> Exercise objective:
From the data below, report how many lines contain the word "watch", giving the number and nothing else.

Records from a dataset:
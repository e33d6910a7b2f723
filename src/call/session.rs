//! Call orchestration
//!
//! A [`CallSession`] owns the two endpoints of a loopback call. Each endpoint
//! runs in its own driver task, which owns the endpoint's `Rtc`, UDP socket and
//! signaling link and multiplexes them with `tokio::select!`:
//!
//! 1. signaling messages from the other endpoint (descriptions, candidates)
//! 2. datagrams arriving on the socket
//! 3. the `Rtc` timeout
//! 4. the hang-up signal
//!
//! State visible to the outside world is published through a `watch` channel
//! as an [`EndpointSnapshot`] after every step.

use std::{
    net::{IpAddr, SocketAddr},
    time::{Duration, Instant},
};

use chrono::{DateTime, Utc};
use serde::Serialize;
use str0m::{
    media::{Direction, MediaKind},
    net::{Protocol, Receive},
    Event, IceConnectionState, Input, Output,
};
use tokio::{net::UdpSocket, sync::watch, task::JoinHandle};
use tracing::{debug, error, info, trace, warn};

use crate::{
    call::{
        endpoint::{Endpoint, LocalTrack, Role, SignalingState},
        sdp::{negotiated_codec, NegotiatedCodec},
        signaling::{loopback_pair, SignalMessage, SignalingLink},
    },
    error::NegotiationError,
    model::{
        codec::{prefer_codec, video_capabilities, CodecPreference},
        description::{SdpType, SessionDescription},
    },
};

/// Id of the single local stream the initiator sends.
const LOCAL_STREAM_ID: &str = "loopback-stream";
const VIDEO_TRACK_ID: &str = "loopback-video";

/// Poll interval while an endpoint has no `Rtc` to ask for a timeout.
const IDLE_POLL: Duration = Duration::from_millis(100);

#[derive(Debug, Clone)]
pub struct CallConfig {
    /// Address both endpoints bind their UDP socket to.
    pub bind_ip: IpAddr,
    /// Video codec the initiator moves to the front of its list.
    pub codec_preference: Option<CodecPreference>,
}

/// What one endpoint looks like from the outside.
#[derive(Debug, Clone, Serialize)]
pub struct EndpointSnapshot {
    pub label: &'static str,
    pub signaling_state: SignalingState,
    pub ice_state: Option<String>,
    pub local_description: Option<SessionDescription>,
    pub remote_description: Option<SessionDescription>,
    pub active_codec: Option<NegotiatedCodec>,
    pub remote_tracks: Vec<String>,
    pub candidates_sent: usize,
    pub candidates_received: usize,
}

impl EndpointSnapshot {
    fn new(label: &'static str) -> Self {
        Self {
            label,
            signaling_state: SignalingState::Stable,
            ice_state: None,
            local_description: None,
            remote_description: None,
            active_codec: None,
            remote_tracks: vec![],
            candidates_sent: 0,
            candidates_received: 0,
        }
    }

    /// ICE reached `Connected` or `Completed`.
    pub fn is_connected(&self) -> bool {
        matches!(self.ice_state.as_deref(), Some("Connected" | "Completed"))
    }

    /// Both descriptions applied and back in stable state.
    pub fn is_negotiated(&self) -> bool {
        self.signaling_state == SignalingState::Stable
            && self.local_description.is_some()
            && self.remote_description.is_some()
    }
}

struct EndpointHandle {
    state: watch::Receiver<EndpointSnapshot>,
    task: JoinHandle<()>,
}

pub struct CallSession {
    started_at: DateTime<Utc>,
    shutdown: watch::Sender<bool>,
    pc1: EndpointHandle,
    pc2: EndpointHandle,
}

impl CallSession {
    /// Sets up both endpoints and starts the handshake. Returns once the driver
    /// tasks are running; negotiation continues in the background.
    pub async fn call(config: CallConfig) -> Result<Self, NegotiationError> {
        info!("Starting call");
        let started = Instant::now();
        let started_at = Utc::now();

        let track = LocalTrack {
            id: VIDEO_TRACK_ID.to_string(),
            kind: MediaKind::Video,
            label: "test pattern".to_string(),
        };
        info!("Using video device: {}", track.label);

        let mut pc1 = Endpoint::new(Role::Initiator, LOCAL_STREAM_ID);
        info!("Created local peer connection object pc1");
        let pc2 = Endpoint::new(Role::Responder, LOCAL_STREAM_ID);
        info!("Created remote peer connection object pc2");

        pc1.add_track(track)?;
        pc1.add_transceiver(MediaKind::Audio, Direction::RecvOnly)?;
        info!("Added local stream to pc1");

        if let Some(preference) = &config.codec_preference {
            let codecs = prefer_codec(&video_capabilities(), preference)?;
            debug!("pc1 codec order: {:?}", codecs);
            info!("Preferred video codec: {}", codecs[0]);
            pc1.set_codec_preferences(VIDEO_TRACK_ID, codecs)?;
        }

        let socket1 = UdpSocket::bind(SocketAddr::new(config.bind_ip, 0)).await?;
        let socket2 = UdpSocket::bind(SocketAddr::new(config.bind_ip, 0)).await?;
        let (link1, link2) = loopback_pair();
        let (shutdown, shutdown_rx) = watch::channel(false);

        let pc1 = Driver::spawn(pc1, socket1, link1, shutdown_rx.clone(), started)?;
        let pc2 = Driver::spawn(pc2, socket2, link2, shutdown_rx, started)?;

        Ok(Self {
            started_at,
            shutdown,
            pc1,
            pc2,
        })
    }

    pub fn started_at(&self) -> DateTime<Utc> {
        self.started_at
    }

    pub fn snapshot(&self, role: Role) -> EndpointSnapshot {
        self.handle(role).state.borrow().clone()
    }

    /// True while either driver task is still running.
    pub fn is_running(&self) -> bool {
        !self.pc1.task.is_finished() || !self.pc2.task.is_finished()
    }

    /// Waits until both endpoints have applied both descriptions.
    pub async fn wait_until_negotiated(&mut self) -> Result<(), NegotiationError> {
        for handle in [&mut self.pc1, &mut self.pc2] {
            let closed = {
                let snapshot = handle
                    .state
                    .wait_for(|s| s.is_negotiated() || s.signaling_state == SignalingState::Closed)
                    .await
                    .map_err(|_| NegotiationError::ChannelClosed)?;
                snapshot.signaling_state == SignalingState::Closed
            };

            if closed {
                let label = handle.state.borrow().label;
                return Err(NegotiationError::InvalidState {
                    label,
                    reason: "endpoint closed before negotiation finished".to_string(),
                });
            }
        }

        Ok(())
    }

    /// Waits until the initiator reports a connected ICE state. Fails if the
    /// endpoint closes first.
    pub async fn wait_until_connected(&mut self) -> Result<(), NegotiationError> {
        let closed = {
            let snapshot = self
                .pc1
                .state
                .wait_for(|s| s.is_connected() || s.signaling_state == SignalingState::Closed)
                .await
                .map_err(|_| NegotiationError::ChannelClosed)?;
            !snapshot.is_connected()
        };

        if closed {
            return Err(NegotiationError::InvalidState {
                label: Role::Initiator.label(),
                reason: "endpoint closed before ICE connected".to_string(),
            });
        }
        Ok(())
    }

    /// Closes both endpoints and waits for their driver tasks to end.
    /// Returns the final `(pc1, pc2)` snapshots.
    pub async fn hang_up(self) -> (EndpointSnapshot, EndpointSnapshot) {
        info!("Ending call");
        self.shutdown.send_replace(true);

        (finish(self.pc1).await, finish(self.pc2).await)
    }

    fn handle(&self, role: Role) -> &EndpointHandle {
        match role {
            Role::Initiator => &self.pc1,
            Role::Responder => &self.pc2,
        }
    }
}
...
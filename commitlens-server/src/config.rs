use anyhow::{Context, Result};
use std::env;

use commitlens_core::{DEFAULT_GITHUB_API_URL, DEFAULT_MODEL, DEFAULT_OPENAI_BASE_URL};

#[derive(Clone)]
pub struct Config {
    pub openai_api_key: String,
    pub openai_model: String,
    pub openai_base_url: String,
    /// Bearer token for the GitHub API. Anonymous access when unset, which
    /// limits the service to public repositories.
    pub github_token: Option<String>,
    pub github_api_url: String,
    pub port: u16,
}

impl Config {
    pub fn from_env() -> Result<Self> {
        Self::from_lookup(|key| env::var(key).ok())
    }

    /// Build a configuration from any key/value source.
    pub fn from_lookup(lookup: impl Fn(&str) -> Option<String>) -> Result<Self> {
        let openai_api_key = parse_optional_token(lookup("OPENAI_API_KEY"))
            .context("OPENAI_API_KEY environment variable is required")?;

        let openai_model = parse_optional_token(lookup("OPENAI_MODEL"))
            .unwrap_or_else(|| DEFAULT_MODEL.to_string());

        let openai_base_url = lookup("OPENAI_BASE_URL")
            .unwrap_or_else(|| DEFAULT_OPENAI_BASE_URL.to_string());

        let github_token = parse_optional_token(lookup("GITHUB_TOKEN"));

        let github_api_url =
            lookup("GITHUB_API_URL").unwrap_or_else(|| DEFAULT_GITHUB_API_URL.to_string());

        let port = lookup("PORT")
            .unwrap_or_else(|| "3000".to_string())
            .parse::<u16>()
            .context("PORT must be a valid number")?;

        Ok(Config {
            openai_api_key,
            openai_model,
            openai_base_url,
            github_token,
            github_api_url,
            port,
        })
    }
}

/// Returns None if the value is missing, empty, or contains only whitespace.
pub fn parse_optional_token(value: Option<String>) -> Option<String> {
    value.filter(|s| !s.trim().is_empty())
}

> Response:
5